On 03/16/2015 03:25 PM, Mark Hansel wrote:
Hi,
I want to use a relay host on port 10025. No matter what firewall rules I use, the port
is blocked. I tested this using 2 computers with local connections only. (Isolated from
the overall network by unplugging the router and plugging both computers into the same
switch). The tests involved using telnet to target ports. Error was "connection
refused." Port scans show different, but in important respects, similar results.
Way back in the days of inetd and xinetd, you told the daemon to fire up a
program whenever a port was accessed.
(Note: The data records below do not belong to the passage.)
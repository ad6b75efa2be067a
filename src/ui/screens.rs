use ratatui::Frame;
use ratatui::layout::{Alignment, Constraint, Direction, Layout};
use ratatui::style::{Modifier, Style};
use ratatui::text::{Line, Span};
use ratatui::widgets::{Block, Clear, Paragraph, Widget, Wrap};
use rust_i18n::t;

use crate::app::{Alert, App, AppScreen};
use crate::session::quiz::{QuizState, TOTAL_QUESTIONS};
use crate::ui::components::clock_face::ClockFace;
use crate::ui::components::menu::MenuView;
use crate::ui::components::number_pad::NumberPad;
use crate::ui::components::progress_bar::ProgressBar;
use crate::ui::components::result_card::ResultCard;
use crate::ui::layout::{QuizLayout, centered_rect};

pub fn render(frame: &mut Frame, app: &App) {
    let area = frame.area();
    let colors = &app.theme.colors;

    let bg = Block::default().style(Style::default().bg(colors.bg()).fg(colors.fg()));
    frame.render_widget(bg, area);

    match app.screen {
        AppScreen::Menu => render_menu(frame, app),
        AppScreen::Quiz => render_quiz(frame, app),
        AppScreen::Result => render_result(frame, app),
        AppScreen::Settings => render_settings(frame, app),
    }

    if let Some(alert) = app.alert {
        render_alert(frame, app, alert);
    }
}

fn render_menu(frame: &mut Frame, app: &App) {
    let area = frame.area();
    let colors = &app.theme.colors;

    let layout = Layout::default()
        .direction(Direction::Vertical)
        .constraints([Constraint::Min(0), Constraint::Length(1)])
        .split(area);

    let menu_area = centered_rect(60, 90, layout[0]);
    frame.render_widget(MenuView::new(&app.menu, &app.progress, app.theme), menu_area);

    let footer = Paragraph::new(Line::from(Span::styled(
        format!(" {}", t!("menu.help")),
        Style::default().fg(colors.text_dim()),
    )));
    frame.render_widget(footer, layout[1]);
}

fn render_quiz(frame: &mut Frame, app: &App) {
    let Some(ref quiz) = app.quiz else {
        return;
    };
    let colors = &app.theme.colors;
    let layout = QuizLayout::new(frame.area(), quiz.mode);

    let mode_name = t!(format!("{}.name", quiz.mode.i18n_key()));
    let stars = "★".repeat(quiz.mode.stars());
    let mut header_spans = vec![Span::styled(
        format!(" {mode_name}{stars} "),
        Style::default()
            .fg(colors.header_fg())
            .bg(colors.header_bg())
            .add_modifier(Modifier::BOLD),
    )];
    if let Some(left) = quiz.time_left {
        let style = if left <= 5 {
            Style::default().fg(colors.error()).add_modifier(Modifier::BOLD)
        } else {
            Style::default().fg(colors.header_fg())
        };
        header_spans.push(Span::styled(
            format!(" | {}", t!("quiz.time_left", seconds = left)),
            style.bg(colors.header_bg()),
        ));
    }
    frame.render_widget(
        Paragraph::new(Line::from(header_spans)).style(Style::default().bg(colors.header_bg())),
        layout.header,
    );

    let caption = t!(
        "quiz.progress",
        current = quiz.question + 1,
        total = TOTAL_QUESTIONS
    );
    let ratio = quiz.question as f64 / TOTAL_QUESTIONS as f64;
    frame.render_widget(ProgressBar::new(caption, ratio, app.theme), layout.progress);

    frame.render_widget(prompt(quiz, app), layout.prompt);

    let dial_time = quiz.dial_time().unwrap_or(quiz.target);
    let clock = ClockFace::new(dial_time, app.theme)
        .minute_numbers(quiz.mode.shows_minute_numbers())
        .active_hand(quiz.dragging());
    frame.render_widget(clock, layout.dial);

    render_answer(frame, app, quiz, layout);

    let help = match quiz.pad() {
        Some(_) => t!("quiz.help_pad"),
        None => t!("quiz.help_dial"),
    };
    frame.render_widget(
        Paragraph::new(Line::from(Span::styled(
            format!(" {help}"),
            Style::default().fg(colors.text_dim()),
        ))),
        layout.footer,
    );
}

fn prompt<'a>(quiz: &QuizState, app: &App) -> Paragraph<'a> {
    let colors = &app.theme.colors;
    let bold = Style::default().fg(colors.fg()).add_modifier(Modifier::BOLD);
    let mut lines = Vec::new();

    if quiz.mode.is_interactive() {
        lines.push(Line::from(Span::styled(t!("quiz.prompt_set").to_string(), bold)));
        let mut target = vec![Span::styled(
            quiz.target.to_string(),
            Style::default()
                .fg(colors.accent())
                .add_modifier(Modifier::BOLD),
        )];
        if quiz.mode.shows_readout()
            && let Some(t) = quiz.dial_time()
        {
            target.push(Span::styled(
                format!("   (🕒 {t})"),
                Style::default().fg(colors.text_dim()),
            ));
        }
        lines.push(Line::from(target));
    } else {
        lines.push(Line::from(Span::styled(t!("quiz.prompt_read").to_string(), bold)));
    }

    Paragraph::new(lines).alignment(Alignment::Center)
}

fn render_answer(frame: &mut Frame, app: &App, quiz: &QuizState, layout: QuizLayout) {
    let colors = &app.theme.colors;

    if let Some(pad) = quiz.pad() {
        NumberPad::new(pad, app.theme).render(layout.pad, frame.buffer_mut());
    }

    let mut lines = Vec::new();
    if let Some(answer) = quiz.pad().and_then(|p| p.answer()) {
        lines.push(Line::from(Span::styled(
            t!("quiz.your_answer", answer = answer).to_string(),
            Style::default().fg(colors.fg()),
        )));
    }
    if quiz.is_correct() {
        lines.push(Line::from(vec![
            Span::styled(
                format!("{}  ", t!("quiz.correct")),
                Style::default()
                    .fg(colors.success())
                    .add_modifier(Modifier::BOLD),
            ),
            Span::styled(
                t!("quiz.next").to_string(),
                Style::default()
                    .fg(colors.accent())
                    .add_modifier(Modifier::BOLD),
            ),
        ]));
    }
    frame.render_widget(
        Paragraph::new(lines).alignment(Alignment::Center),
        layout.status,
    );
}

fn render_result(frame: &mut Frame, app: &App) {
    let Some(ref result) = app.last_result else {
        return;
    };
    let area = centered_rect(60, 60, frame.area());
    let card = ResultCard::new(
        result,
        app.last_update,
        app.best_score(result.mode),
        app.theme,
    );
    frame.render_widget(card, area);
}

fn time_limit_label(limit: Option<u32>) -> String {
    match limit {
        Some(seconds) => t!("settings.seconds", seconds = seconds).to_string(),
        None => t!("settings.none").to_string(),
    }
}

fn render_settings(frame: &mut Frame, app: &App) {
    let area = frame.area();
    let colors = &app.theme.colors;

    let centered = centered_rect(60, 70, area);

    let block = Block::bordered()
        .title(format!(" {} ", t!("settings.title")))
        .border_style(Style::default().fg(colors.accent()))
        .style(Style::default().bg(colors.bg()));
    let inner = block.inner(centered);
    block.render(centered, frame.buffer_mut());

    let fields: Vec<(String, String)> = vec![
        (
            t!("settings.time_limit").to_string(),
            time_limit_label(app.config.time_limit),
        ),
        (t!("settings.theme").to_string(), app.config.theme.clone()),
        (
            t!("settings.language").to_string(),
            app.config.language.clone(),
        ),
    ];

    let layout = Layout::default()
        .direction(Direction::Vertical)
        .constraints([
            Constraint::Length(1),
            Constraint::Length(fields.len() as u16 * 3),
            Constraint::Min(0),
            Constraint::Length(1),
        ])
        .split(inner);

    let field_layout = Layout::default()
        .direction(Direction::Vertical)
        .constraints(fields.iter().map(|_| Constraint::Length(3)).collect::<Vec<_>>())
        .split(layout[1]);

    for (i, (label, value)) in fields.iter().enumerate() {
        let is_selected = i == app.settings_selected;
        let indicator = if is_selected { " > " } else { "   " };

        let label_style = Style::default()
            .fg(if is_selected { colors.accent() } else { colors.fg() })
            .add_modifier(if is_selected {
                Modifier::BOLD
            } else {
                Modifier::empty()
            });
        let value_style = Style::default().fg(if is_selected {
            colors.warning()
        } else {
            colors.text_dim()
        });

        let lines = vec![
            Line::from(Span::styled(format!("{indicator}{label}:"), label_style)),
            Line::from(Span::styled(format!("     < {value} >"), value_style)),
        ];
        Paragraph::new(lines).render(field_layout[i], frame.buffer_mut());
    }

    let footer = Paragraph::new(Line::from(Span::styled(
        format!("  {}", t!("settings.help")),
        Style::default().fg(colors.accent()),
    )));
    footer.render(layout[3], frame.buffer_mut());
}

fn render_alert(frame: &mut Frame, app: &App, alert: Alert) {
    let colors = &app.theme.colors;
    let message = match alert {
        Alert::Locked => t!("alert.locked"),
    };

    let area = centered_rect(40, 20, frame.area());
    frame.render_widget(Clear, area);
    let block = Block::bordered()
        .title(format!(" {} ", t!("alert.title")))
        .border_style(Style::default().fg(colors.error()))
        .style(Style::default().bg(colors.bg()));
    let inner = block.inner(area);
    frame.render_widget(block, area);

    let lines = vec![
        Line::from(""),
        Line::from(Span::styled(
            message.to_string(),
            Style::default()
                .fg(colors.error())
                .add_modifier(Modifier::BOLD),
        )),
        Line::from(""),
        Line::from(Span::styled(
            t!("alert.dismiss").to_string(),
            Style::default().fg(colors.text_dim()),
        )),
    ];
    frame.render_widget(
        Paragraph::new(lines)
            .alignment(Alignment::Center)
            .wrap(Wrap { trim: true }),
        inner,
    );
}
I cannot find an analogous process with
SL.
I use postfix as my MTA. The relay host is properly defined in the
configuration file (main.cf). (This configuration worked with Ubuntu and with
Mint Linux.)
OS version is SL7, up to date, running firewalld, fail2ban (b/c of brute force
root attack) with SELINUX active.
Thank you,
m hansel
It is unclear if you are running into a blockage on outbound connections
(to a remote host listening on port 10025) or you have your daemon
(listener/MTA) misconfigured and simply not listening on port 10025.
To get the MTA listening on the port you want, I believe you will have
to edit postfix's master.cf and change the service to the port number
you want.
As for the outbound 10025, there is nothing by default (other than
perhaps SElinux, which I do not presently use) that would block postfix
from relaying to a remote server on port 10025.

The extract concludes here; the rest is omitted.